Somos os melhores. Mas só no futebol. Nas Olimpíadas estamos sempre no meio da tabela, sempre acompanhados de Turquia, Iugoslávia, Tunísia ou Bélgica. Não parece ruim, mas no total de medalhas perdemos pra países como Bulgária, Checoslováquia, Finlândia, Noruega, Japão e outros que a maioria do nosso país nem sabe em que continente fica, muito menos pode localizar no mapa múndi. Se for contar as medalhas de ouro ficamos atrás de países como a Islândia, Hungria, Luxemburgo, Líbano e Argentina (ai!). Na natação até que mandamos bem, mas além do César Cielo nenhum nome vêm à mente do brasileiro. Olímpiadas de inverno não vale, afinal nem neva aqui no Brasil, apesar da Jamaica, um país que fica na linha do equador, ser bem mais quente que o Brasil, ser bem menor e menos desenvolvida, marcar presença desde 1988.

Por que que um jogador de futebol aparece todo santo dia no globo esporte e um atleta olímpico aparece por 15 minutos quando ganha uma medalha de ouro? Se ganhar de prata aparece se estiver com a filha no colo e ela fazer alguma graça na frente das câmeras. Medalha de bronze nem conta. Paralímpico então...

O Brasil tá muito bem de futebol e é por isso que eu não torço pra seleção ganhar a copa, ela não precisa da minha torcida, nem da torcida de ninguém.

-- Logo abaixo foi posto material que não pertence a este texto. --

//! ESR / Release dot-release command
//!
//! Cuts the relbranch from the last shipped release point and bumps the
//! patch level. Pushing goes through lando, so the command ends with the
//! exact invocation instead of pushing itself.

use crate::commands::open_checkout;
use crate::core::error::RelmanResult;
use crate::release::{DotChannel, ReleaseCycle};
use crate::ui::Logger;

pub fn run_dot_release(
  channel: String,
  cherry_picks: Vec<String>,
  json: bool,
  verbose: bool,
  quiet: bool,
) -> RelmanResult<()> {
  let log = Logger::from_flags(verbose, quiet);
  let channel = DotChannel::parse(&channel)?;
  let (git, config) = open_checkout()?;
  let cycle = ReleaseCycle::new(&git, &config, log);

  let report = cycle.dot_release(channel, &cherry_picks)?;

  if json {
    println!("{}", serde_json::to_string_pretty(&report)?);
    return Ok(());
  }

  log.result(format!("📤 To push this branch, run:\n{}", report.push_hint));
  Ok(())
}
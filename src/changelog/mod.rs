//! Changelog section engine
//!
//! A changelog is an ordered stack of version sections, newest first:
//!
//! ```markdown
//! # v143.0 (In progress)
//!
//! [Full Changelog](In progress)
//!
//! # v142.0 (_2025-06-10_)
//!
//! [Full Changelog](https://github.com/.../compare/v141.0...v142.0)
//! ...
//! ```
//!
//! Edits are locate-then-scope: a section's byte span is computed first
//! (**section**), then every substitution is restricted to that span
//! (**editor**), so a stray match in an older section can never be
//! touched. Compare links between consecutive tags are pure string
//! formatting (**compare**). All functions here are text-in/text-out;
//! nothing reads or writes files.

pub mod compare;
pub mod editor;
pub mod section;

pub use compare::CompareLinkBuilder;
pub use editor::{CloseOutcome, CycleOutcome, close_section, open_new_section, start_next_cycle};
pub use section::{SectionSpan, locate_in_progress};
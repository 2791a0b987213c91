//! Desktop merge-day commands
//!
//! `merge-day` runs both phases in sequence the way the release calendar
//! does it; `cut` and `start-cycle` run a single phase for the cases
//! where one side already happened.

use crate::commands::{open_checkout, today_stamp};
use crate::core::error::RelmanResult;
use crate::release::cycle::{MergeDayReport, PhaseReport};
use crate::release::{ReleaseCycle, ReleaseEvent};
use crate::ui::Logger;

/// Run both merge-day phases
pub fn run_merge_day(version: Option<u32>, json: bool, verbose: bool, quiet: bool) -> RelmanResult<()> {
  let log = Logger::from_flags(verbose, quiet);
  let (git, config) = open_checkout()?;
  let cycle = ReleaseCycle::new(&git, &config, log);

  cycle.ensure_remotes()?;
  cycle.sync_remotes()?;

  let version = resolve_version(&cycle, &log, version)?;
  let event = ReleaseEvent::new(version, today_stamp());
  let report = cycle.merge_day(&event)?;

  if json {
    println!("{}", serde_json::to_string_pretty(&report)?);
    return Ok(());
  }
  print_summary(&log, &report);
  Ok(())
}

/// Run phase A only: cut the release branch
pub fn run_cut(version: Option<u32>, json: bool, verbose: bool, quiet: bool) -> RelmanResult<()> {
  let log = Logger::from_flags(verbose, quiet);
  let (git, config) = open_checkout()?;
  let cycle = ReleaseCycle::new(&git, &config, log);

  cycle.ensure_remotes()?;
  cycle.sync_remotes()?;

  let version = resolve_version(&cycle, &log, version)?;
  let event = ReleaseEvent::new(version, today_stamp());
  let report = cycle.cut_release(&event)?;

  if json {
    println!("{}", serde_json::to_string_pretty(&report)?);
    return Ok(());
  }
  print_phase(&log, "Release branch", &report);
  Ok(())
}

/// Run phase B only: start the next cycle on main
pub fn run_start_cycle(version: Option<u32>, json: bool, verbose: bool, quiet: bool) -> RelmanResult<()> {
  let log = Logger::from_flags(verbose, quiet);
  let (git, config) = open_checkout()?;
  let cycle = ReleaseCycle::new(&git, &config, log);

  cycle.ensure_remotes()?;
  cycle.sync_remotes()?;

  let version = resolve_version(&cycle, &log, version)?;
  let event = ReleaseEvent::new(version, today_stamp());
  let report = cycle.start_next_cycle(&event)?;

  if json {
    println!("{}", serde_json::to_string_pretty(&report)?);
    return Ok(());
  }
  print_phase(&log, "Main branch", &report);
  Ok(())
}

/// Use the explicit version or auto-detect the highest upstream release branch
fn resolve_version(cycle: &ReleaseCycle<'_>, log: &Logger, version: Option<u32>) -> RelmanResult<u32> {
  let version = match version {
    Some(version) => version,
    None => cycle.detect_release_version()?,
  };
  log.info(format!("[info] Using release branch: release-v{}", version));
  Ok(version)
}

fn print_summary(log: &Logger, report: &MergeDayReport) {
  if log.is_quiet() {
    // Quiet mode prints only the PR URLs, for scripting
    if let Some(url) = &report.release.pr_url {
      log.result(url);
    }
    if let Some(url) = &report.next_cycle.pr_url {
      log.result(url);
    }
    return;
  }

  log.result("\n=== Summary ===");
  print_phase(log, "Release branch", &report.release);
  print_phase(log, "Main branch", &report.next_cycle);
  log.result("\nDone.");
}

fn print_phase(log: &Logger, label: &str, phase: &PhaseReport) {
  if log.is_quiet() {
    if let Some(url) = &phase.pr_url {
      log.result(url);
    }
    return;
  }
  log.result(format!("✔ {}: {}", label, phase.branch));
  log.result(format!("   Commit: {}", phase.commit_message));
  log.result(format!(
    "   PR: {}",
    phase.pr_url.as_deref().unwrap_or("PR URL unavailable")
  ));
}
//! End-to-end tests for the iOS workflows

use crate::helpers::{assert_success, commit_all, git, init_repo, run_relman};
use anyhow::Result;
use std::fs;
use std::path::{Path, PathBuf};
use tempfile::TempDir;

/// An origin repository whose main carries version.txt, plus a clone
struct IosFixture {
  _root: TempDir,
  checkout: PathBuf,
}

impl IosFixture {
  fn new(version: &str) -> Result<Self> {
    let root = TempDir::new()?;
    let seed = root.path().join("seed");
    init_repo(&seed)?;
    fs::write(seed.join("version.txt"), format!("{}\n", version))?;
    commit_all(&seed, "Initial commit")?;

    git(root.path(), &["clone", "--bare", "seed", "origin.git"])?;
    let checkout = root.path().join("clone");
    git(root.path(), &["clone", root.path().join("origin.git").to_str().unwrap(), "clone"])?;
    git(&checkout, &["config", "user.name", "Test User"])?;
    git(&checkout, &["config", "user.email", "test@example.com"])?;

    Ok(Self {
      _root: root,
      checkout,
    })
  }
}

const PLIST: &str = "\
<?xml version=\"1.0\" encoding=\"UTF-8\"?>
<plist version=\"1.0\">
<dict>
  <key>CFBundleShortVersionString</key>
  <string>142.2</string>
  <key>CFBundleVersion</key>
  <string>1</string>
</dict>
</plist>
";

const BITRISE: &str = "\
format_version: 11
app:
  envs:
  - BITRISE_RELEASE_VERSION: '142.2'
  - BITRISE_BETA_VERSION: '142.2'
trigger_map:
- push_branch: release/v142
";

#[test]
fn test_ios_merge_day_branches_and_bumps() -> Result<()> {
  let fx = IosFixture::new("142.1")?;

  let output = run_relman(&fx.checkout, &["ios", "merge-day", "--quiet"])?;
  assert_success(&output);

  // release branch carries the current version, main moves on
  assert_eq!(
    git(&fx.checkout, &["show", "release/v142.1:version.txt"])?,
    "142.1"
  );
  assert_eq!(git(&fx.checkout, &["show", "main:version.txt"])?, "142.2");
  assert_eq!(
    git(&fx.checkout, &["log", "-1", "--pretty=%s", "main"])?,
    "Bump version to 142.2"
  );

  // nothing was pushed without --push
  let heads = git(&fx.checkout, &["ls-remote", "--heads", "origin"])?;
  assert!(!heads.contains("release/v142.1"));
  Ok(())
}

#[test]
fn test_ios_merge_day_rolls_over_at_minor_three() -> Result<()> {
  let fx = IosFixture::new("142.3")?;

  let output = run_relman(&fx.checkout, &["ios", "merge-day", "--quiet"])?;
  assert_success(&output);

  assert_eq!(git(&fx.checkout, &["show", "main:version.txt"])?, "143.0");
  assert_eq!(
    git(&fx.checkout, &["show", "release/v142.3:version.txt"])?,
    "142.3"
  );
  Ok(())
}

#[test]
fn test_ios_merge_day_push_updates_origin() -> Result<()> {
  let fx = IosFixture::new("142.0")?;

  let output = run_relman(&fx.checkout, &["ios", "merge-day", "--push", "--quiet"])?;
  assert_success(&output);

  let heads = git(&fx.checkout, &["ls-remote", "--heads", "origin"])?;
  assert!(heads.contains("refs/heads/release/v142.0"));
  assert_eq!(
    git(&fx.checkout, &["show", "origin/main:version.txt"])?,
    "142.1"
  );
  Ok(())
}

#[test]
fn test_ios_merge_day_refuses_dirty_tree() -> Result<()> {
  let fx = IosFixture::new("142.1")?;
  fs::write(fx.checkout.join("scratch.txt"), "uncommitted\n")?;

  let output = run_relman(&fx.checkout, &["ios", "merge-day", "--quiet"])?;
  assert!(!output.status.success());
  let stderr = String::from_utf8_lossy(&output.stderr);
  assert!(stderr.contains("uncommitted changes"), "got: {}", stderr);
  Ok(())
}

/// Lay out a minimal iOS checkout for the set-version command
fn ios_checkout(dir: &Path) -> Result<()> {
  fs::create_dir_all(dir.join("firefox-ios/Client"))?;
  fs::write(dir.join("firefox-ios/Client/Info.plist"), PLIST)?;
  fs::write(dir.join("bitrise.yml"), BITRISE)?;
  Ok(())
}

#[test]
fn test_ios_set_version_stamps_and_commits() -> Result<()> {
  let root = TempDir::new()?;
  let repo = root.path().join("repo");
  init_repo(&repo)?;
  ios_checkout(&repo)?;
  commit_all(&repo, "Initial commit")?;

  let output = run_relman(&repo, &["ios", "set-version", "142.3", "--quiet"])?;
  assert_success(&output);

  let plist = fs::read_to_string(repo.join("firefox-ios/Client/Info.plist"))?;
  assert!(plist.contains("<string>142.3</string>"));
  // the build number key is untouched
  assert!(plist.contains("<key>CFBundleVersion</key>\n  <string>1</string>"));

  let bitrise = fs::read_to_string(repo.join("bitrise.yml"))?;
  assert!(bitrise.contains("BITRISE_RELEASE_VERSION: '142.3'"));
  assert!(bitrise.contains("BITRISE_BETA_VERSION: '142.3'"));
  assert!(bitrise.contains("push_branch: release/v142"));

  assert_eq!(
    git(&repo, &["log", "-1", "--pretty=%s"])?,
    "Bump - Set version to 142.3"
  );
  Ok(())
}

#[test]
fn test_ios_set_version_rejects_bad_version() -> Result<()> {
  let root = TempDir::new()?;
  let repo = root.path().join("repo");
  init_repo(&repo)?;
  ios_checkout(&repo)?;
  commit_all(&repo, "Initial commit")?;

  let output = run_relman(&repo, &["ios", "set-version", "142.9", "--quiet"])?;
  assert!(!output.status.success());
  let stderr = String::from_utf8_lossy(&output.stderr);
  assert!(stderr.contains("142.9"), "got: {}", stderr);

  // nothing was committed
  assert_eq!(git(&repo, &["log", "-1", "--pretty=%s"])?, "Initial commit");
  Ok(())
}
//! End-to-end tests for the desktop merge-day workflows

use crate::helpers::{MergeDayFixture, assert_success, git, run_relman};
use anyhow::Result;

fn today() -> String {
  chrono::Local::now().format("%Y-%m-%d").to_string()
}

#[test]
fn test_merge_day_cuts_release_and_starts_next_cycle() -> Result<()> {
  let fx = MergeDayFixture::new(5)?;

  let output = run_relman(&fx.checkout, &["merge-day", "--version", "5", "--quiet"])?;
  assert_success(&output);

  // Phase A: release branch has the marker stripped and the section dated
  assert_eq!(fx.show("release-v5", "version.txt")?, "5.0");
  let changelog = fx.show("release-v5", "CHANGELOG.md")?;
  assert!(
    changelog.contains(&format!("# v5.0 (_{}_)", today())),
    "release changelog should date the v5.0 header, got:\n{}",
    changelog
  );
  assert!(changelog.contains(
    "[Full Changelog](https://github.com/mozilla/application-services/compare/v4.0...v5.0)"
  ));
  assert_eq!(
    git(&fx.checkout, &["log", "-1", "--pretty=%s", "release-v5"])?,
    "Cut release v5.0"
  );

  // Phase B: the work branch starts v6 and closes out v5
  assert_eq!(fx.show("start-release-v6", "version.txt")?, "6.0a1");
  let changelog = fx.show("start-release-v6", "CHANGELOG.md")?;
  assert!(changelog.starts_with("# v6.0 (In progress)\n\n[Full Changelog](In progress)\n\n"));
  assert!(changelog.contains(&format!("# v5.0 (_{}_)", today())));
  assert_eq!(changelog.matches("# v6.0 (In progress)").count(), 1);
  assert_eq!(
    git(&fx.checkout, &["log", "-1", "--pretty=%s", "start-release-v6"])?,
    "Start release v6.0"
  );

  Ok(())
}

#[test]
fn test_merge_day_leaves_older_sections_untouched() -> Result<()> {
  let fx = MergeDayFixture::new(5)?;

  let output = run_relman(&fx.checkout, &["merge-day", "--version", "5", "--quiet"])?;
  assert_success(&output);

  // the v4.0 section survives both phases byte-for-byte
  for branch in ["release-v5", "start-release-v6"] {
    let changelog = fx.show(branch, "CHANGELOG.md")?;
    assert!(changelog.contains("# v4.0 (_2025-05-12_)"), "{} lost the v4.0 header", branch);
    assert!(
      changelog.contains("compare/v3.0...v4.0"),
      "{} lost the v4.0 compare link",
      branch
    );
  }
  Ok(())
}

#[test]
fn test_merge_day_pushes_both_branches_to_fork() -> Result<()> {
  let fx = MergeDayFixture::new(7)?;

  let output = run_relman(&fx.checkout, &["merge-day", "--version", "7", "--quiet"])?;
  assert_success(&output);

  // both branches landed on origin (the fork)
  let heads = git(&fx.checkout, &["ls-remote", "--heads", "origin"])?;
  assert!(heads.contains("refs/heads/release-v7"));
  assert!(heads.contains("refs/heads/start-release-v8"));

  // and origin's release branch carries the cut commit
  assert_eq!(
    git(&fx.checkout, &["log", "-1", "--pretty=%s", "origin/release-v7"])?,
    "Cut release v7.0"
  );
  Ok(())
}

#[test]
fn test_cut_alone_does_not_touch_main() -> Result<()> {
  let fx = MergeDayFixture::new(5)?;

  let output = run_relman(&fx.checkout, &["cut", "--version", "5", "--quiet"])?;
  assert_success(&output);

  assert_eq!(fx.show("release-v5", "version.txt")?, "5.0");
  let heads = git(&fx.checkout, &["ls-remote", "--heads", "origin"])?;
  assert!(!heads.contains("start-release-v6"));
  Ok(())
}

#[test]
fn test_cut_reruns_are_idempotent() -> Result<()> {
  let fx = MergeDayFixture::new(5)?;

  let output = run_relman(&fx.checkout, &["cut", "--version", "5", "--quiet"])?;
  assert_success(&output);
  let first = fx.show("release-v5", "CHANGELOG.md")?;

  // a re-run starts from upstream again and lands on the same document
  let output = run_relman(&fx.checkout, &["cut", "--version", "5", "--quiet"])?;
  assert_success(&output);

  assert_eq!(fx.show("release-v5", "CHANGELOG.md")?, first);
  Ok(())
}

#[test]
fn test_cut_without_in_progress_header_still_succeeds() -> Result<()> {
  let fx = MergeDayFixture::new(5)?;

  // upstream's release branch never had an in-progress v5 section
  let seed = fx.checkout.parent().unwrap().join("seed");
  git(&seed, &["checkout", "release-v5"])?;
  std::fs::write(
    seed.join("CHANGELOG.md"),
    "# v4.0 (_2025-05-12_)\n\n[Full Changelog](https://example.test/compare/v3.0...v4.0)\n",
  )?;
  git(&seed, &["commit", "-am", "Drop in-progress section"])?;
  git(
    &seed,
    &[
      "push",
      fx.checkout.parent().unwrap().join("upstream.git").to_str().unwrap(),
      "release-v5",
    ],
  )?;

  // missing header degrades to a warning; the version strip still lands
  let output = run_relman(&fx.checkout, &["cut", "--version", "5", "--quiet"])?;
  assert_success(&output);
  assert_eq!(fx.show("release-v5", "version.txt")?, "5.0");
  assert!(!fx.show("release-v5", "CHANGELOG.md")?.contains("v5.0"));
  Ok(())
}

#[test]
fn test_merge_day_detects_version_from_upstream_branches() -> Result<()> {
  let fx = MergeDayFixture::new(9)?;

  // no --version: the highest upstream release-vN wins
  let output = run_relman(&fx.checkout, &["merge-day", "--quiet"])?;
  assert_success(&output);

  assert_eq!(fx.show("release-v9", "version.txt")?, "9.0");
  assert_eq!(fx.show("start-release-v10", "version.txt")?, "10.0a1");
  Ok(())
}

#[test]
fn test_merge_day_rejects_malformed_version_file() -> Result<()> {
  let fx = MergeDayFixture::new(5)?;

  // corrupt version.txt on the upstream release branch
  let seed = fx.checkout.parent().unwrap().join("seed");
  git(&seed, &["checkout", "release-v5"])?;
  std::fs::write(seed.join("version.txt"), "not-a-version\n")?;
  git(&seed, &["commit", "-am", "Corrupt version file"])?;
  git(
    &seed,
    &[
      "push",
      fx.checkout.parent().unwrap().join("upstream.git").to_str().unwrap(),
      "release-v5",
    ],
  )?;

  let output = run_relman(&fx.checkout, &["cut", "--version", "5", "--quiet"])?;
  assert!(!output.status.success(), "malformed version.txt must be fatal");
  let stderr = String::from_utf8_lossy(&output.stderr);
  assert!(
    stderr.contains("not-a-version"),
    "error should name the offending string, got: {}",
    stderr
  );
  Ok(())
}
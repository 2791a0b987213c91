mod changelog;
mod commands;
mod core;
mod release;
mod ui;
mod version;

use clap::{Parser, Subcommand};
use crate::core::error::{RelmanError, print_error};

/// Automate Firefox release bookkeeping: version bumps, changelog
/// roll-over, release branch cuts
#[derive(Parser)]
#[command(name = "relman")]
#[command(version, about, long_about = None)]
#[command(styles = get_styles())]
struct Cli {
  #[command(subcommand)]
  command: Commands,

  /// Stream detailed git output and step-by-step logs
  #[arg(long, global = true)]
  verbose: bool,

  /// Print only results (PR URLs, push hints)
  #[arg(long, global = true)]
  quiet: bool,
}

#[derive(Subcommand)]
enum Commands {
  /// Run both merge-day phases: cut the release branch, start the next cycle
  MergeDay {
    /// Release version N to use (e.g. 144); auto-detects the highest
    /// upstream release-vN branch when omitted
    #[arg(long)]
    version: Option<u32>,
    /// Output the run report in JSON format
    #[arg(long)]
    json: bool,
  },

  /// Cut the release branch only (strip pre-release marker, date the changelog)
  Cut {
    /// Release version N to use; auto-detected when omitted
    #[arg(long)]
    version: Option<u32>,
    /// Output the run report in JSON format
    #[arg(long)]
    json: bool,
  },

  /// Start the next cycle on main only (bump version, roll the changelog over)
  StartCycle {
    /// CURRENT release version N (the next cycle becomes N+1); auto-detected when omitted
    #[arg(long)]
    version: Option<u32>,
    /// Output the run report in JSON format
    #[arg(long)]
    json: bool,
  },

  /// Cut an ESR/Release dot-release branch from the last shipped tag
  DotRelease {
    /// Channel: esr<major> (e.g. esr140) or 'release'
    channel: String,
    /// Commit to cherry-pick onto the new branch (repeatable)
    #[arg(long = "cherry-pick", value_name = "SHA")]
    cherry_picks: Vec<String>,
    /// Output the run report in JSON format
    #[arg(long)]
    json: bool,
  },

  /// iOS release automation
  #[command(subcommand)]
  Ios(IosCommands),

  /// Compute the next version under a release-line policy (no git access)
  Bump {
    /// Current version string (e.g. 143.0a1, 140.2, 142.3)
    version: String,
    /// Release line: desktop, esr-dot, release-dot, or ios-rolling
    #[arg(long)]
    policy: String,
    /// Output the computed versions in JSON format
    #[arg(long)]
    json: bool,
  },
}

#[derive(Subcommand)]
enum IosCommands {
  /// Create the release branch and roll the version forward on main
  MergeDay {
    /// Push the release branch and updated main to origin
    #[arg(long)]
    push: bool,
    /// Output the run report in JSON format
    #[arg(long)]
    json: bool,
  },

  /// Stamp a version across Info.plist files and bitrise.yml
  SetVersion {
    /// Version to stamp (e.g. 142.3)
    version: String,
    /// Output the run report in JSON format
    #[arg(long)]
    json: bool,
  },
}

fn get_styles() -> clap::builder::Styles {
  clap::builder::Styles::styled()
    .usage(
      anstyle::Style::new()
        .bold()
        .underline()
        .fg_color(Some(anstyle::Color::Ansi(anstyle::AnsiColor::Yellow))),
    )
    .header(
      anstyle::Style::new()
        .bold()
        .underline()
        .fg_color(Some(anstyle::Color::Ansi(anstyle::AnsiColor::Yellow))),
    )
    .literal(anstyle::Style::new().fg_color(Some(anstyle::Color::Ansi(anstyle::AnsiColor::Green))))
    .invalid(
      anstyle::Style::new()
        .bold()
        .fg_color(Some(anstyle::Color::Ansi(anstyle::AnsiColor::Red))),
    )
    .error(
      anstyle::Style::new()
        .bold()
        .fg_color(Some(anstyle::Color::Ansi(anstyle::AnsiColor::Red))),
    )
    .valid(
      anstyle::Style::new()
        .bold()
        .underline()
        .fg_color(Some(anstyle::Color::Ansi(anstyle::AnsiColor::Green))),
    )
    .placeholder(anstyle::Style::new().fg_color(Some(anstyle::Color::Ansi(anstyle::AnsiColor::White))))
}

fn main() {
  let cli = Cli::parse();
  let (verbose, quiet) = (cli.verbose, cli.quiet);

  let result = match cli.command {
    Commands::MergeDay { version, json } => commands::run_merge_day(version, json, verbose, quiet),
    Commands::Cut { version, json } => commands::run_cut(version, json, verbose, quiet),
    Commands::StartCycle { version, json } => commands::run_start_cycle(version, json, verbose, quiet),
    Commands::DotRelease {
      channel,
      cherry_picks,
      json,
    } => commands::run_dot_release(channel, cherry_picks, json, verbose, quiet),
    Commands::Ios(ios_cmd) => match ios_cmd {
      IosCommands::MergeDay { push, json } => commands::run_ios_merge_day(push, json, verbose, quiet),
      IosCommands::SetVersion { version, json } => commands::run_ios_set_version(version, json, verbose, quiet),
    },
    Commands::Bump { version, policy, json } => commands::run_bump(version, policy, json),
  };

  if let Err(err) = result {
    handle_error(err);
  }
}

fn handle_error(err: RelmanError) -> ! {
  print_error(&err);
  std::process::exit(err.exit_code().as_i32());
}
//! Progress indicators for multi-file operations
//!
//! Uses `linya` for allocation-free progress bars. Only the iOS version
//! stamping touches enough files to warrant one.

use linya::{Bar, Progress};

/// Progress bar wrapper for file stamping
pub struct FileProgress {
  progress: Progress,
  bar: Bar,
}

impl FileProgress {
  /// Create a new progress bar for file transformations
  pub fn new(total: usize, label: impl Into<String>) -> Self {
    let mut progress = Progress::new();
    let bar = progress.bar(total, label.into());
    Self { progress, bar }
  }

  /// Increment progress by 1
  pub fn inc(&mut self) {
    self.progress.inc_and_draw(&self.bar, 1);
  }
}
//! Step logging with an explicit verbosity value
//!
//! The verbosity is a plain value threaded into the orchestrator, not a
//! process-wide flag. Quiet mode suppresses everything except results
//! (PR URLs, push hints) so the output stays scriptable.

/// Output verbosity
#[derive(Debug, Clone, Copy, PartialEq, Eq, PartialOrd, Ord)]
pub enum Verbosity {
  /// Results only
  Quiet,
  /// Step logs
  Normal,
  /// Step logs plus detail
  Verbose,
}

/// Logger carried by value through the workflows
#[derive(Debug, Clone, Copy)]
pub struct Logger {
  verbosity: Verbosity,
}

impl Logger {
  pub fn new(verbosity: Verbosity) -> Self {
    Self { verbosity }
  }

  /// Resolve the --verbose/--quiet flag pair (--quiet wins)
  pub fn from_flags(verbose: bool, quiet: bool) -> Self {
    let verbosity = if quiet {
      Verbosity::Quiet
    } else if verbose {
      Verbosity::Verbose
    } else {
      Verbosity::Normal
    };
    Self::new(verbosity)
  }

  /// Standard step log (suppressed in quiet mode)
  pub fn info(&self, msg: impl AsRef<str>) {
    if self.verbosity > Verbosity::Quiet {
      println!("{}", msg.as_ref());
    }
  }

  /// Detail log (verbose mode only)
  pub fn detail(&self, msg: impl AsRef<str>) {
    if self.verbosity == Verbosity::Verbose {
      println!("{}", msg.as_ref());
    }
  }

  /// Warning-level notice (suppressed in quiet mode)
  pub fn warn(&self, msg: impl AsRef<str>) {
    if self.verbosity > Verbosity::Quiet {
      eprintln!("⚠️  {}", msg.as_ref());
    }
  }

  /// Result output, printed even in quiet mode
  pub fn result(&self, msg: impl AsRef<str>) {
    println!("{}", msg.as_ref());
  }

  pub fn is_quiet(&self) -> bool {
    self.verbosity == Verbosity::Quiet
  }
}
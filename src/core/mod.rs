//! Core plumbing for relman
//!
//! - **config**: relman.toml parsing and validation
//! - **error**: error types with contextual help messages and exit codes
//! - **vcs**: git operations abstraction (SystemGit)

pub mod config;
pub mod error;
pub mod vcs;
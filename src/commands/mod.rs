//! CLI commands for relman
//!
//! ## Desktop (Application Services)
//! - **merge-day**: both phases — cut the release branch, start the next cycle
//! - **cut**: phase A only (release branch close-out)
//! - **start-cycle**: phase B only (version bump + changelog roll-over on main)
//!
//! ## Firefox desktop dot releases
//! - **dot-release**: branch an ESR/Release dot release from the last shipped tag
//!
//! ## iOS
//! - **ios merge-day**: rolling bump + release branch
//! - **ios set-version**: stamp a version across the checkout
//!
//! ## Utilities
//! - **bump**: pure version arithmetic under a given policy

pub mod bump;
pub mod dot_release;
pub mod ios;
pub mod merge_day;

pub use bump::run_bump;
pub use dot_release::run_dot_release;
pub use ios::{run_ios_merge_day, run_ios_set_version};
pub use merge_day::{run_cut, run_merge_day, run_start_cycle};

use crate::core::config::RelmanConfig;
use crate::core::error::RelmanResult;
use crate::core::vcs::SystemGit;

/// Today's `YYYY-MM-DD` stamp in local time; the engine only ever sees
/// the formatted string
pub(crate) fn today_stamp() -> String {
  chrono::Local::now().format("%Y-%m-%d").to_string()
}

/// Open the checkout at the current directory and load its configuration
pub(crate) fn open_checkout() -> RelmanResult<(SystemGit, RelmanConfig)> {
  let cwd = std::env::current_dir()?;
  let git = SystemGit::open(&cwd)?;
  let config = RelmanConfig::load(&git.work_tree)?;
  Ok((git, config))
}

Mas eu admito, assisto os jogos da seleção com os amigos, com a família, em casa ou no barzinho, é legal. É divertido, mas não pela seleção, pelas pessoas que estão comigo e, secretamente, torço pro adversário.

Celebro a derrota do Brasil? Claro que não, afinal não sou burro. No entanto fico feliz, muito feliz quando a seleção ganha e me entristeço quando ganha. Me entristeço ao ver todo mundo pintado de verde e amarelo, gritar "É gol!" e celebrar esse campeonato corrupto de 4 em 4 anos e no dia seguinte voltar a reclamar da saúde, da educação, dos políticos, da Dilma e do PT, quando nem sequer é o presidente que manda num país. Volta a protestar fingindo uma união movida por um ideal, quando nem há um ideal.

Quando o brasileiro começar a fazer festa ao ver um atleta olímpico conquistar a medalha de ouro nas Olimpíadas, quando ter orgulho de ser brasileiro pela diversidade da nossa fauna e flora e não pelo número de copas do mundo a seleção já ganhou, quando a mídia esportiva der moral para os jogadores que realmente se esforçam pra fazer um bom jogo e não para quem fica bonito na frente das câmeras, quando eu ver gente passando na faculdade por que estudou numa boa escola pública e não por que é pobre ou tem a pele mais escura, quando eu ter a certeza de receber um bom atendimento num hospital público, quando eu puder dizer pra alguém confiar na justiça do nosso país que é boa, quando essa ideai utópica e impossível tornar-se realidade, aí sim, eu vou torcer pro Brasil, por enquanto, torço pra Alemanha, pelo menos tem um time simpático.